Top of Provided data

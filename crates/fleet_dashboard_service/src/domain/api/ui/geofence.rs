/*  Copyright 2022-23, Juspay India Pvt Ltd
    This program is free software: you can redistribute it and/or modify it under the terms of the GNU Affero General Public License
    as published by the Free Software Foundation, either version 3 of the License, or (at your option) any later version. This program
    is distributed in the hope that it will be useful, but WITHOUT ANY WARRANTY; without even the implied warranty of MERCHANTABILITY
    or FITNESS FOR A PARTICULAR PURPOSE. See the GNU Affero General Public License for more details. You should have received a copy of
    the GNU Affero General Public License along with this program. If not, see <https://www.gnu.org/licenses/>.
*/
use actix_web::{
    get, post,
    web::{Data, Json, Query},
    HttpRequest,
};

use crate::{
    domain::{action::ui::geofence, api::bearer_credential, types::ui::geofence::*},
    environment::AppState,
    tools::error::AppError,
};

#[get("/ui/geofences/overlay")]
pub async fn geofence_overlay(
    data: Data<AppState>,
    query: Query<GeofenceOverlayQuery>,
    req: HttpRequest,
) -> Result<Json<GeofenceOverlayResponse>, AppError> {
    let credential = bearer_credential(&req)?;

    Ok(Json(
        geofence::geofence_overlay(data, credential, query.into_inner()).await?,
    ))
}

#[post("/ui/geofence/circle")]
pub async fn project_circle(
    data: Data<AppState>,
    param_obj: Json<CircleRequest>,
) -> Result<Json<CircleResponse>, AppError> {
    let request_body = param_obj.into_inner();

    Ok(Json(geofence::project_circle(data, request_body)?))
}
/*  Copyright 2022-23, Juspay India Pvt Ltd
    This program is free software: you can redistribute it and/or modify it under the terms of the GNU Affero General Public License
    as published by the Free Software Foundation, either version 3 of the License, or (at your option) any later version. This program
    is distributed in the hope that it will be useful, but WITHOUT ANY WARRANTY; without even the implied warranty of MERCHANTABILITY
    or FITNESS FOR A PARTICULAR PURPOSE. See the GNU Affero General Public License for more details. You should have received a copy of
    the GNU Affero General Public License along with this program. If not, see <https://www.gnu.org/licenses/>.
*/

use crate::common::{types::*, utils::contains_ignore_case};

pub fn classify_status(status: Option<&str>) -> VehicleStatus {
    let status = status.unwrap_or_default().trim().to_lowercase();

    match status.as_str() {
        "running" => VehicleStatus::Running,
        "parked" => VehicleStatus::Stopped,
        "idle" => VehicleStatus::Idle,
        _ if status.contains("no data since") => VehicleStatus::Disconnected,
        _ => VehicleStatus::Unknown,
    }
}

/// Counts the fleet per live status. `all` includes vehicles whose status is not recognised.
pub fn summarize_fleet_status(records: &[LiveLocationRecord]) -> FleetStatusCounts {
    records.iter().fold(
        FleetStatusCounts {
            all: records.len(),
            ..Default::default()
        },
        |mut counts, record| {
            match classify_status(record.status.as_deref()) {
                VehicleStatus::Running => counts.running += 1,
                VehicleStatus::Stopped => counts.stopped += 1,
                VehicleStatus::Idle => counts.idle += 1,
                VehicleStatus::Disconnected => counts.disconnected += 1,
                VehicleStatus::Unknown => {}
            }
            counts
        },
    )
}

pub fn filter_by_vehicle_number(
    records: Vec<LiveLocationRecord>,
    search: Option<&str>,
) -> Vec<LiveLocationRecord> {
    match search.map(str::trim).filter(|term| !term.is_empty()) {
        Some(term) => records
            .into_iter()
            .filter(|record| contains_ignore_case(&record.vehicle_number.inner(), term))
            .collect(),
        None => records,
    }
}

Bottom of Provided data

In the listing above, find every line with the string "FleetStatusCounts" and state how many there are, with no other words.

2